Monday, May 31, 2004

Graduate education as a labor supply decision 

My blogchild John Bruce hits the nail on the head with this post on why people go to graduate school when the odds of a tenured professorship are low.
Economic decisions aren't necessarily conscious to the actors at the time they make them, but it seems to me that there's a rational basis for deciding to go to graduate school even in the face of poor academic career prospects. First, the time factor: if you're right out of college, this time is "cheap" insofar as you've got a lot of time left in your life, and you won't be sacrificing major earnings. Others, as some bloggers report they've done, find themselves out of work in bad times and may also see a period spent in graduate school re-tooling as "cheap" time if the alternative is unemployment or underemployment.

The other factor is risk. Measured against the chance of a tenure-track offer at a top-5 research school, the risk of graduate school is extremely high. But the Burkean "intensely bourgeois" tradeoff doesn't necessarily apply. Many bright and creative people go to graduate school and find, being creative, non-conformist, and non-bourgeois types themselves, that this economic goal doesn't suit them. That doesn't devalue the use of the training, especially the course work and other experience that lead to an ABD. Taking the purely anecdotal sample of my schoolmates who decided to take up writing careers at one or another time, it looks like the probability they could use their skills was fairly high -- and I believe they were making rational decisions in their choice to stay in grad school as long as they did, and to leave when they did.

Reflecting on my own history -- I blasted straight through from college (1979) to grad school, leaving in 1984 when the Reagan expansion was in full swing and academic jobs were easier to come by -- I note one consistent pattern. Those that left grad school for a non-academic post never came back. Those that came to grad school from the non-academic stayed, along with a few like me who came straight through. There is certainly an opportunity cost story at play within all this. Anyone who leaves a non-academic job for grad school probably has high demand for a graduate education. Since salaries in academia are not a secret (Oh they are? Pssssst! They're low!), those coming later in life reveal a preference for the academic life and its values -- whether they're bourgeois or not.

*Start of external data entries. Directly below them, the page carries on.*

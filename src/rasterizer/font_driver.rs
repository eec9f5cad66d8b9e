//! Font measurement and line drawing primitives.
//!
//! This module defines the `FontDriver` trait, the seam between the
//! conversion engine and whatever actually knows glyph shapes (the built-in
//! dot font, or a TrueType file loaded through `fontdue`).

use super::surface::Surface;

/// Glyph rasterizer trait.
///
/// Implementors handle:
/// - Measuring the pixel width of one line of text
/// - Drawing one line of text onto an alpha `Surface`
///
/// Lines never contain line breaks; the rasterizer splits text before
/// calling into the driver.
pub trait FontDriver {
    /// Nominal font size in pixels.
    fn pixel_size(&self) -> f32;

    /// Measure the rendered width of `line` in pixels.
    ///
    /// # Returns
    /// The advance width of the whole line. An empty line measures `0.0`.
    fn measure_line(&self, line: &str) -> f32;

    /// Smallest band height that holds one line without spilling into the
    /// next band.
    fn min_line_height(&self) -> usize {
        self.pixel_size().ceil().max(1.0) as usize
    }

    /// Draw `line` onto `surface`.
    ///
    /// # Arguments
    /// * `line` - Text to draw, without line breaks
    /// * `surface` - Alpha surface to composite coverage onto
    /// * `top` - Surface row where the line's band starts. The top of the
    ///   em box is aligned to this row and the line starts at column 0.
    ///
    /// Ink falling outside the surface is clipped.
    fn draw_line(&self, line: &str, surface: &mut Surface, top: usize);
}
// src/main.rs

use anyhow::{Context, Result};
use clap::Parser;
use emoji_art::config::{Config, FontSource, InputDefaults, CONFIG};
use emoji_art::{ArtEngine, ArtRequest, ArtSession, BitmapFontDriver, FontDriver, TtfFontDriver};
use log::{debug, info, warn};
use std::io::{self, BufRead, Write};
use std::path::PathBuf;
use std::sync::mpsc;
use std::thread;

/// Draw text as a block of emoji tokens for pasting into chat.
#[derive(Parser, Debug)]
#[command(author, version, about)]
struct Args {
    /// Message to draw; a literal `\n` starts a new line
    message: Option<String>,

    /// Token for inked pixels
    #[arg(short, long)]
    foreground: Option<String>,

    /// Token for empty pixels
    #[arg(short, long)]
    background: Option<String>,

    /// Alpha (0-255) a pixel must exceed to be foreground
    #[arg(short, long)]
    threshold: Option<u8>,

    /// TrueType/OpenType font file to draw with instead of the built-in font
    #[arg(long)]
    font: Option<PathBuf>,

    /// JSON configuration file
    #[arg(long)]
    config: Option<PathBuf>,

    /// Read messages from stdin, one per line, and print art for each
    #[arg(long)]
    watch: bool,
}

impl Args {
    /// Build the conversion request, filling gaps from `defaults`.
    fn request(&self, defaults: &InputDefaults) -> ArtRequest {
        let message = self
            .message
            .as_deref()
            .map(expand_line_breaks)
            .unwrap_or_else(|| defaults.message.clone());
        ArtRequest::new(
            message,
            self.foreground.as_deref().unwrap_or(&defaults.foreground),
            self.background.as_deref().unwrap_or(&defaults.background),
            self.threshold.unwrap_or(defaults.threshold),
        )
    }
}

fn expand_line_breaks(message: &str) -> String {
    message.replace("\\n", "\n")
}

fn main() -> Result<()> {
    // Logs go to stderr; stdout carries only the art.
    env_logger::Builder::from_env(env_logger::Env::default().default_filter_or("info"))
        .format_timestamp_micros()
        .init();

    let args = Args::parse();

    let mut config = match &args.config {
        Some(path) => Config::load(path)?,
        None => CONFIG.clone(),
    };
    if let Some(path) = &args.font {
        config.font.source = FontSource::File { path: path.clone() };
    }

    let size_px = config.font.size_px;
    match config.font.source.clone() {
        FontSource::Builtin => {
            info!("Using built-in dot font at {} px", size_px);
            run(&config, &args, move || Ok(BitmapFontDriver::new(size_px)))
        }
        FontSource::File { path } => run(&config, &args, move || TtfFontDriver::load(&path, size_px)),
    }
}

fn run<D, F>(config: &Config, args: &Args, loader: F) -> Result<()>
where
    D: FontDriver,
    F: FnOnce() -> Result<D>,
{
    let mut engine = ArtEngine::from_config(config);
    engine
        .initialize(loader)
        .context("Font failed to load; no conversion attempted")?;
    let layout = engine.layout();
    info!(
        "Font ready; {} px line bands, {}x width margin",
        layout.line_height, layout.margin_scale
    );

    let request = args.request(&config.defaults);
    let stdout = io::stdout();
    let mut out = stdout.lock();

    if !args.watch {
        let art = engine.convert(&request)?;
        if art.is_empty() {
            warn!("Message has no visible glyphs; nothing to draw");
        }
        out.write_all(art.as_str().as_bytes())
            .context("Failed to write art to stdout")?;
        return Ok(());
    }

    info!("Watching stdin for messages");
    let (tx, rx) = mpsc::channel();
    let reader = thread::spawn(move || -> Result<()> {
        for line in io::stdin().lock().lines() {
            let line = line.context("Failed to read message from stdin")?;
            let next = ArtRequest {
                message: expand_line_breaks(&line),
                ..request.clone()
            };
            if tx.send(next).is_err() {
                debug!("Converter stopped, no longer reading stdin");
                break;
            }
        }
        Ok(())
    });

    let mut session = ArtSession::new();
    let mut write_result = Ok(());
    session.drive(&engine, &rx, |art| {
        if write_result.is_ok() {
            write_result = writeln!(out, "{}", art).and_then(|_| out.flush());
        }
    })?;
    write_result.context("Failed to write art to stdout")?;

    match reader.join() {
        Ok(result) => result?,
        Err(_) => anyhow::bail!("stdin reader thread panicked"),
    }
    info!("stdin closed, exiting");
    Ok(())
}
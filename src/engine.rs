// src/engine.rs

//! The text-to-token-art conversion pipeline.
//!
//! ```text
//! ArtRequest ─rasterize─▶ PixelGrid ─tokenize─▶ token grid ─compress─▶ ArtString
//! ```
//!
//! `ArtEngine` owns the font gate and the surface layout; each `convert`
//! call is a pure function of its request and shares nothing with other
//! conversions.

use crate::compress::compress;
use crate::config::{Config, InputDefaults};
use crate::error::ArtError;
use crate::rasterizer::{rasterize, FontDriver, FontGate, SurfaceLayout};
use crate::tokenizer::{TokenGrid, TokenPair};
use log::*;
use std::fmt;

/// Inputs of one conversion.
#[derive(Debug, Clone, PartialEq, Eq)]
pub struct ArtRequest {
    /// Multi-line message to draw.
    pub message: String,
    pub tokens: TokenPair,
    /// Alpha values strictly above this are foreground.
    pub threshold: u8,
}

impl ArtRequest {
    pub fn new(
        message: impl Into<String>,
        foreground: impl Into<String>,
        background: impl Into<String>,
        threshold: u8,
    ) -> Self {
        Self {
            message: message.into(),
            tokens: TokenPair::new(foreground, background),
            threshold,
        }
    }
}

impl Default for ArtRequest {
    fn default() -> Self {
        Self::from(&InputDefaults::default())
    }
}

impl From<&InputDefaults> for ArtRequest {
    fn from(defaults: &InputDefaults) -> Self {
        Self::new(
            defaults.message.as_str(),
            defaults.foreground.as_str(),
            defaults.background.as_str(),
            defaults.threshold,
        )
    }
}

/// The compressed art delivered to the presentation layer.
#[derive(Debug, Clone, Default, PartialEq, Eq)]
pub struct ArtString(String);

impl ArtString {
    pub fn empty() -> Self {
        Self(String::new())
    }

    pub fn as_str(&self) -> &str {
        &self.0
    }

    pub fn is_empty(&self) -> bool {
        self.0.is_empty()
    }

    pub fn into_string(self) -> String {
        self.0
    }
}

impl fmt::Display for ArtString {
    fn fmt(&self, f: &mut fmt::Formatter<'_>) -> fmt::Result {
        f.write_str(&self.0)
    }
}

impl AsRef<str> for ArtString {
    fn as_ref(&self) -> &str {
        &self.0
    }
}

/// Conversion engine bound to one font.
#[derive(Debug)]
pub struct ArtEngine<D> {
    gate: FontGate<D>,
    layout: SurfaceLayout,
}

impl<D: FontDriver> ArtEngine<D> {
    /// Create an engine whose font is not loaded yet.
    pub fn new(layout: SurfaceLayout) -> Self {
        Self {
            gate: FontGate::new(),
            layout,
        }
    }

    /// Create an engine around an already loaded driver.
    pub fn with_driver(driver: D, layout: SurfaceLayout) -> Self {
        Self {
            gate: FontGate::ready(driver),
            layout,
        }
    }

    /// Create a not-yet-ready engine using the layout from `config`.
    pub fn from_config(config: &Config) -> Self {
        Self::new(SurfaceLayout::from_config(config))
    }

    /// Load the font through the engine's one-shot gate.
    pub fn initialize<F>(&mut self, loader: F) -> Result<(), ArtError>
    where
        F: FnOnce() -> anyhow::Result<D>,
    {
        self.gate.initialize(loader).map(|_| ())
    }

    pub fn is_ready(&self) -> bool {
        self.gate.is_ready()
    }

    pub fn layout(&self) -> &SurfaceLayout {
        &self.layout
    }

    /// Thresholded cells for `request`, or `None` for degenerate input.
    ///
    /// # Errors
    /// `FontNotReady` / `FontUnavailable` unless the font gate is ready.
    pub fn cells(&self, request: &ArtRequest) -> Result<Option<TokenGrid>, ArtError> {
        let driver = self.gate.driver()?;

        if request.message.trim().is_empty() {
            debug!("Engine: message is empty or whitespace");
            return Ok(None);
        }
        let Some(grid) = rasterize(driver, &request.message, &self.layout) else {
            return Ok(None);
        };
        if grid.is_blank() {
            debug!("Engine: no pixel has coverage, art will be all background");
        }
        debug!(
            "Engine: thresholding {}x{} grid at {}",
            grid.width(),
            grid.height(),
            request.threshold
        );
        Ok(Some(TokenGrid::from_pixels(&grid, request.threshold)))
    }

    /// Uncompressed token grid text for `request`, or `None` for degenerate
    /// input.
    ///
    /// # Errors
    /// `FontNotReady` / `FontUnavailable` unless the font gate is ready.
    pub fn token_grid(&self, request: &ArtRequest) -> Result<Option<String>, ArtError> {
        Ok(self
            .cells(request)?
            .map(|cells| cells.render(&request.tokens)))
    }

    /// Convert `request` into compressed token art.
    ///
    /// Degenerate input (empty or whitespace-only text, zero measured
    /// width) converts to an empty `ArtString`.
    ///
    /// # Errors
    /// `FontNotReady` / `FontUnavailable` unless the font gate is ready.
    pub fn convert(&self, request: &ArtRequest) -> Result<ArtString, ArtError> {
        let Some(cells) = self.cells(request)? else {
            return Ok(ArtString::empty());
        };
        let compressed = compress(&cells);
        debug!(
            "Engine: {} rows compressed to {}",
            cells.height(),
            compressed.height()
        );
        Ok(ArtString(compressed.render(&request.tokens)))
    }
}
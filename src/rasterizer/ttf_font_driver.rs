//! TrueType/OpenType font driver backed by `fontdue`.

use super::font_driver::FontDriver;
use super::surface::Surface;
use anyhow::{anyhow, Context, Result};
use log::*;
use std::path::Path;

/// Font driver rasterizing glyphs from a font file.
pub struct TtfFontDriver {
    font: fontdue::Font,
    size_px: f32,
    /// Distance from the top of the em box to the baseline.
    ascent: f32,
}

impl TtfFontDriver {
    /// Load a font file from disk.
    ///
    /// # Returns
    /// The driver, or an error if the file cannot be read or parsed
    pub fn load(path: &Path, size_px: f32) -> Result<Self> {
        info!("TtfFontDriver: Loading '{}' at {} px", path.display(), size_px);
        let bytes = std::fs::read(path)
            .with_context(|| format!("Failed to read font file '{}'", path.display()))?;
        Self::from_bytes(bytes, size_px)
            .with_context(|| format!("Failed to load font '{}'", path.display()))
    }

    /// Parse font data already in memory.
    pub fn from_bytes(bytes: Vec<u8>, size_px: f32) -> Result<Self> {
        let settings = fontdue::FontSettings {
            scale: size_px,
            ..fontdue::FontSettings::default()
        };
        let font = fontdue::Font::from_bytes(bytes, settings)
            .map_err(|e| anyhow!("Failed to parse font data: {}", e))?;
        let ascent = match font.horizontal_line_metrics(size_px) {
            Some(metrics) => metrics.ascent,
            None => {
                warn!("TtfFontDriver: Font has no horizontal metrics, assuming ascent = size");
                size_px
            }
        };
        debug!("TtfFontDriver: ascent {} px", ascent);
        Ok(Self {
            font,
            size_px,
            ascent,
        })
    }
}

impl FontDriver for TtfFontDriver {
    fn pixel_size(&self) -> f32 {
        self.size_px
    }

    fn measure_line(&self, line: &str) -> f32 {
        line.chars()
            .map(|ch| self.font.metrics(ch, self.size_px).advance_width)
            .sum()
    }

    fn draw_line(&self, line: &str, surface: &mut Surface, top: usize) {
        if top >= surface.height() {
            trace!("TtfFontDriver: band at row {} is below the surface", top);
            return;
        }
        let mut pen_x = 0.0f32;
        for ch in line.chars() {
            let (metrics, bitmap) = self.font.rasterize(ch, self.size_px);
            // fontdue's ymin is the bitmap's bottom edge relative to the baseline.
            let glyph_top = self.ascent - (metrics.ymin + metrics.height as i32) as f32;
            let origin_x = (pen_x + metrics.xmin as f32).round() as i64;
            let origin_y = top as i64 + glyph_top.round() as i64;

            if metrics.width > 0 {
                for (row, coverage_row) in bitmap.chunks_exact(metrics.width).enumerate() {
                    for (col, &coverage) in coverage_row.iter().enumerate() {
                        surface.composite(origin_x + col as i64, origin_y + row as i64, coverage);
                    }
                }
            }
            pen_x += metrics.advance_width;
        }
    }
}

In my case 1979 was not a particularly good year to look for jobs, and having decided in my last semester not to go to law school it was the most attractive alternative. I did not think as a college senior that I would ever be an academic. I just wanted additional training in forecasting to go work at at a bank doing something other than sales. After bank deregulation in the early '80s, those research shops in banks closed up in order to reduce costs, and the rest is history...

The point being, none of those decisions were inspired by more than a cost-benefit analysis. If academia is a noble pursuit -- and if you read this site, you know the heap of doubt I have about this -- its nobility isn't what got me here.